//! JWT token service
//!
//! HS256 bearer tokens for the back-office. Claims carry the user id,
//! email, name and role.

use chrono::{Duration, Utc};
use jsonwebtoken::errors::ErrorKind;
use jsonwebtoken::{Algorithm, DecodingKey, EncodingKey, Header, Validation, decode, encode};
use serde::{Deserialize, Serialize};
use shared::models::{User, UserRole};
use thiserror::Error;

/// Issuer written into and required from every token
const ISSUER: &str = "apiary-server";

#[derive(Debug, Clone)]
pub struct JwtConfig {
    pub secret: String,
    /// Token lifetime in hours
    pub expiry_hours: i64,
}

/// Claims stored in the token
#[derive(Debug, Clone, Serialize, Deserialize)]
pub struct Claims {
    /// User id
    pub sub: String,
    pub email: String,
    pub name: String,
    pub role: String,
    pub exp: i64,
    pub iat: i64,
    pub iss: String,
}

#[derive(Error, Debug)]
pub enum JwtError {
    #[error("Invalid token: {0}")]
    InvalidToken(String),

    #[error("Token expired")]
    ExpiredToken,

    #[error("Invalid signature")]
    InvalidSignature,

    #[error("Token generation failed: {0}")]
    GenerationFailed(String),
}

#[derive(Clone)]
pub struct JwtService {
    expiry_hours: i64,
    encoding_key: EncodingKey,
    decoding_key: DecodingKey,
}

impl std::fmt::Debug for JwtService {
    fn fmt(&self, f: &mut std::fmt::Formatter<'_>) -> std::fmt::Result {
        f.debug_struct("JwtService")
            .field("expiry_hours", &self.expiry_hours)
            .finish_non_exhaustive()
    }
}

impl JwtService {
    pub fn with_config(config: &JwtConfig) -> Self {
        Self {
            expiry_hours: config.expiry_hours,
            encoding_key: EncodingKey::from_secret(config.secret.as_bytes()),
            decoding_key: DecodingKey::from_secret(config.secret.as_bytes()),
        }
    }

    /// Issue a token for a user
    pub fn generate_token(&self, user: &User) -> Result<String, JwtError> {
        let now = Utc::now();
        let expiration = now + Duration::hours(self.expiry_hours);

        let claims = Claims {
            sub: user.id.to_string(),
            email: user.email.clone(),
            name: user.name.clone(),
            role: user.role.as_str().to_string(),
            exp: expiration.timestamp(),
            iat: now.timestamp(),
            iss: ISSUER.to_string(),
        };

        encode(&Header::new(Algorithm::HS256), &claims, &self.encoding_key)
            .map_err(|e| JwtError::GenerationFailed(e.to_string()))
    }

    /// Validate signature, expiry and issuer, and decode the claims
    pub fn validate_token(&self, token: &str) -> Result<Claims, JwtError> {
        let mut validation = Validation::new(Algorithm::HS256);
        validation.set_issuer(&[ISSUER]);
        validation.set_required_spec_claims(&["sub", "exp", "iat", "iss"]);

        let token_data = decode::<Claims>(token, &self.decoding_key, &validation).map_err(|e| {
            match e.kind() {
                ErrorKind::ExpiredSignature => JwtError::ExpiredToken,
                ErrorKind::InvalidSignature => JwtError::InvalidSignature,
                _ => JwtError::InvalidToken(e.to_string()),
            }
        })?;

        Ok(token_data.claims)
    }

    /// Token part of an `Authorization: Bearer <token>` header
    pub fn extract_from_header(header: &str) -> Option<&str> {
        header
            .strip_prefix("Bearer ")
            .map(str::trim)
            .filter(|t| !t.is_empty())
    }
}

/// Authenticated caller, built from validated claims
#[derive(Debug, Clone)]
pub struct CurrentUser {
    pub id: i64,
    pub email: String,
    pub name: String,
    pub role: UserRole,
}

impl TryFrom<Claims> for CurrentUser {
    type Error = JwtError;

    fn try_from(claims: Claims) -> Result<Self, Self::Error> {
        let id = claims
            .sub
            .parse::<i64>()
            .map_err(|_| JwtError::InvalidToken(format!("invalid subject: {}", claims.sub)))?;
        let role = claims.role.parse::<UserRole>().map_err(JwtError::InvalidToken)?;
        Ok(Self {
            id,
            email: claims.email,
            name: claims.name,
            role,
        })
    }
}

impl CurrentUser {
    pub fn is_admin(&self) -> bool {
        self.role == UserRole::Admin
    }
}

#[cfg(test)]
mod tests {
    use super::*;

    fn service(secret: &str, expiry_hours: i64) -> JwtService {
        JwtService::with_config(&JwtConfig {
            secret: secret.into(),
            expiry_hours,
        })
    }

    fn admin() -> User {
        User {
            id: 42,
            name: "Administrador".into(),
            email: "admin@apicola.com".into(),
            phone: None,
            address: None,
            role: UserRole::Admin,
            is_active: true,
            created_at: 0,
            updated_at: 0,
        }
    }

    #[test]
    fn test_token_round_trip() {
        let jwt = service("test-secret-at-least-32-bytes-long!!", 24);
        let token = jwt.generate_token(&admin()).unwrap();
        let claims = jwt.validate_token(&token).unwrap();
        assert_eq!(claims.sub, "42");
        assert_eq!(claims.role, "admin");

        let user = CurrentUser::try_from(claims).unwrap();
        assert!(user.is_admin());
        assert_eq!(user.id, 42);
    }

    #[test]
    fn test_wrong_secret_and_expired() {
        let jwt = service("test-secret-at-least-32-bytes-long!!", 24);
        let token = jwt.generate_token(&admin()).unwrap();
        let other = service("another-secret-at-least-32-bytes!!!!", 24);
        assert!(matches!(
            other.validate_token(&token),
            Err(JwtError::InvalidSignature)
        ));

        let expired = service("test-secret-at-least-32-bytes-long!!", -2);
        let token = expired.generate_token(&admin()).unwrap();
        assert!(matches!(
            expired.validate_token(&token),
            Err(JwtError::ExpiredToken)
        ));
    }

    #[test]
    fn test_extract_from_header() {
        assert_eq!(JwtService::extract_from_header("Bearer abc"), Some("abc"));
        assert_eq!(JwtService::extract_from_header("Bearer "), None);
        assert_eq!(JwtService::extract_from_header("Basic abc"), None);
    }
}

* * *

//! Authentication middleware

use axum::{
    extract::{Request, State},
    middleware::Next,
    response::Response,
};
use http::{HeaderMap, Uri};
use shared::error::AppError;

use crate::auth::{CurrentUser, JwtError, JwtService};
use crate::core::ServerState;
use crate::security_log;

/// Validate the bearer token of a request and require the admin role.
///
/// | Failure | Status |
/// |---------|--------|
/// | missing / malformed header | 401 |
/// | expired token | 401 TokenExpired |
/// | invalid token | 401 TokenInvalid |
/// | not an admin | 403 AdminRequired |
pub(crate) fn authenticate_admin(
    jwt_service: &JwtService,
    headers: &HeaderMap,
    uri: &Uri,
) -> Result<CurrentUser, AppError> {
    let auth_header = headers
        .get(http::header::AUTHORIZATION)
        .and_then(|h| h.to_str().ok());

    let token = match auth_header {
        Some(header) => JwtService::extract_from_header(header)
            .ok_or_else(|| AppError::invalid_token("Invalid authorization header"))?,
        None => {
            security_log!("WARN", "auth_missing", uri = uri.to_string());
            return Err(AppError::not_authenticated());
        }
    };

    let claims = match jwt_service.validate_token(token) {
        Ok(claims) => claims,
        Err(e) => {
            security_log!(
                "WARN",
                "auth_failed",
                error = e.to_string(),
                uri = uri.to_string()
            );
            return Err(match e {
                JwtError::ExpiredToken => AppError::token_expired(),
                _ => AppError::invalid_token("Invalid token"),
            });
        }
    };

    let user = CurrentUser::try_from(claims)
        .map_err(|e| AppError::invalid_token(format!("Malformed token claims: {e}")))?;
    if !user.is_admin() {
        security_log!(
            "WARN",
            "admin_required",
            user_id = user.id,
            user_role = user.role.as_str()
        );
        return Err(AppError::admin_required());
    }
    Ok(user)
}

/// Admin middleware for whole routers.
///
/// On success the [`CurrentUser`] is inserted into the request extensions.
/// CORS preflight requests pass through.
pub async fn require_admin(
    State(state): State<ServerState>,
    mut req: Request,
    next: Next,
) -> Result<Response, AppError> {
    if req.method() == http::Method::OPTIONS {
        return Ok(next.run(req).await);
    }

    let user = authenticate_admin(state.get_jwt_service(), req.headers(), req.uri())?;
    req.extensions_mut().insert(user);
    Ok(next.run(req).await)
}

Instructions for the task: Which lines above contain the word "UserRole"? List them.

Response area:
use shared::models::{User, UserRole};
    pub role: UserRole,
        let role = claims.role.parse::<UserRole>().map_err(JwtError::InvalidToken)?;
        self.role == UserRole::Admin
            role: UserRole::Admin,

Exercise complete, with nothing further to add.